From the team behind An Inconvenient Truth and Food, Inc., Last Call at the Oasis illuminates the vital role water plays in our lives, exposes the defects in the current system, shows communities already struggling with its ill-effects and examines ways in which the situation might be managed. The documentary features activist Erin Brockovich, respected water experts Peter Gleick, Jay Famiglietti, and Robert Glennon, as well as social entrepreneurs championing revolutionary solutions.
Check out the trailer here: http://www.youtube.com/watch?v=fLE3i92LkQk
Sidewalk alums Ashley Sabin and David Redmon (Mardis Gras: Made In China, Kamp Katrina, and Intimidad) return with a fearlessly intimate look at a business in a struggling economy.

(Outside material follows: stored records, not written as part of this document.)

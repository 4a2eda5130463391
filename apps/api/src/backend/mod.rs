//! Backend collaborator: rows, objects, realtime change feed and identity.
//!
//! Every service receives a [`Backend`] explicitly; nothing here is a global.

pub mod error;
pub mod identity;
#[cfg(test)]
pub mod memory;
pub mod realtime;
pub mod rows;
pub mod storage;

use std::sync::Arc;

use tracing::warn;
use uuid::Uuid;

pub use error::BackendError;
pub use identity::{
    session_from_tokens, AuthEvent, GoTrueIdentity, IdentityProvider, OAuthProvider,
};
pub use realtime::{
    BroadcastFeed, ChangeEvent, ChangeFeed, ChangeFilter, ChangeKind, ChangeStream, RedisChangeFeed,
    StreamItem,
};
pub use rows::{PgRowStore, RowStore};
pub use storage::{ObjectStore, S3ObjectStore};

use crate::models::{Comment, NewComment};

pub const COMMENTS_TABLE: &str = "comments";

#[derive(Clone)]
pub struct Backend {
    pub rows: Arc<dyn RowStore>,
    pub objects: Arc<dyn ObjectStore>,
    pub changes: Arc<dyn ChangeFeed>,
    pub identity: Arc<dyn IdentityProvider>,
}

impl Backend {
    /// Inserts a comment row and emits the matching change event, the way a
    /// database-level change feed would.
    pub async fn insert_comment(&self, comment: NewComment) -> Result<Comment, BackendError> {
        let row = self.rows.insert_comment(comment).await?;
        let event = ChangeEvent::insert(COMMENTS_TABLE, &row)?;
        if let Err(e) = self.changes.publish(event).await {
            // The row is committed; subscribers will converge on the next event.
            warn!("Failed to publish insert for comment {}: {e}", row.id);
        }
        Ok(row)
    }

    /// Filter for new comments on one document.
    pub fn comment_inserts(pdf_id: Uuid) -> ChangeFilter {
        ChangeFilter::inserts_where(COMMENTS_TABLE, "pdf_id", pdf_id)
    }
}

Downeast is an experiential story that unfolds over the course of a year-and-a-half in the small lobster village of Gouldsboro, Maine. Shortly after the closing of the United States’ last sardine cannery, entrepreneur Antonio Bussone purchases the plant, hoping to re-build a lobster processing facility and rehire laid-off workers. Antonio's troubles begin immediately as local politicians with personal agendas oppose his vision of rebuilding the factory. Undeterred, Antonio is determined to build and operate one of the first lobster processing factories in the U.S.
In true Sabin-Redmon fashion, Downeast skillfully approaches a global issue from an intimate microcosm lens, all the while beautifully capturing the culture and landscape of the Maine coastline.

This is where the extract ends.